= TASK OBJECTIVE =
In the records below, how many lines hold the string "match"? Give only the number.

= MATERIAL TO PROCESS =

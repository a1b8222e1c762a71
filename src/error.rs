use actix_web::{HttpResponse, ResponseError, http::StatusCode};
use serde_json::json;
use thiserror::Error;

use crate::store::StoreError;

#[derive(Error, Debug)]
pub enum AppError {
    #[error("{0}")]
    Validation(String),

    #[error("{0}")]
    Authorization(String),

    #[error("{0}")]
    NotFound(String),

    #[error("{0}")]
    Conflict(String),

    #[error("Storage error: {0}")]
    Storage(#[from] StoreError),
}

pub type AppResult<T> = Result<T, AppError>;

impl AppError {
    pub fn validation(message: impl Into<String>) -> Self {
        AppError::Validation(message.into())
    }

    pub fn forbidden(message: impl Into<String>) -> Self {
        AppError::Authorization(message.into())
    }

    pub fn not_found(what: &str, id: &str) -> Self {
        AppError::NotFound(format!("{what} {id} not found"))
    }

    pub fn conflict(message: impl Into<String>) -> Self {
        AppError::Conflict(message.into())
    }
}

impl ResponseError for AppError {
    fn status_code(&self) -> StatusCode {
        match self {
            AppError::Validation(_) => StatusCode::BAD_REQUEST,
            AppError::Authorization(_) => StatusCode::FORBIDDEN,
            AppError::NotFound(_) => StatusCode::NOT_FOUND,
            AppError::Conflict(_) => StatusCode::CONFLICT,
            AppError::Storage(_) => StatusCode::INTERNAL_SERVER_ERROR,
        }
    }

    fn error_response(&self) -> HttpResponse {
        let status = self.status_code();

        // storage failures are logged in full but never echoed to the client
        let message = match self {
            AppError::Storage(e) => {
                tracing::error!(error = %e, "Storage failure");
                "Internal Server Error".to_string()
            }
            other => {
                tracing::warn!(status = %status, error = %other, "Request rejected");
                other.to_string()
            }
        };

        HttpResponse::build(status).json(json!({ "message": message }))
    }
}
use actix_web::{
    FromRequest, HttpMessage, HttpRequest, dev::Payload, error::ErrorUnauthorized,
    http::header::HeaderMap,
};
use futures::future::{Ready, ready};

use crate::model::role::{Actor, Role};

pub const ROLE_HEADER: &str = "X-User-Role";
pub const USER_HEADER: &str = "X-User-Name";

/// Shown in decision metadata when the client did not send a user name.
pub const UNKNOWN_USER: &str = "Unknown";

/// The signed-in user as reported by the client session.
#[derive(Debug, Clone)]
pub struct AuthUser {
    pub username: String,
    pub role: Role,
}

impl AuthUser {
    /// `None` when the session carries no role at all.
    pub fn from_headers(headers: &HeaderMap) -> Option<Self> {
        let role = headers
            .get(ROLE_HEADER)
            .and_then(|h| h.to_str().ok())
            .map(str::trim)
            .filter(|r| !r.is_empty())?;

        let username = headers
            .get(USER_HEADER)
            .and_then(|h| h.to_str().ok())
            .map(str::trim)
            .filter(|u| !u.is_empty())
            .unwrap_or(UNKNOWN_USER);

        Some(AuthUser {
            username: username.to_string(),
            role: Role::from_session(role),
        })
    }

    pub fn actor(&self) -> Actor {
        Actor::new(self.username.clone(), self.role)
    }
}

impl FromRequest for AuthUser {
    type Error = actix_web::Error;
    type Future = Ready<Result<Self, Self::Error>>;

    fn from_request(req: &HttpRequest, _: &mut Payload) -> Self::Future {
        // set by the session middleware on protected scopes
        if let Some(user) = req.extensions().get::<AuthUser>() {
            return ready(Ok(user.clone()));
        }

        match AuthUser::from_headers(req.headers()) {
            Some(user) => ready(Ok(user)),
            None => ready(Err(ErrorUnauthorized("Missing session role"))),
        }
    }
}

= ANSWER SECTION =
3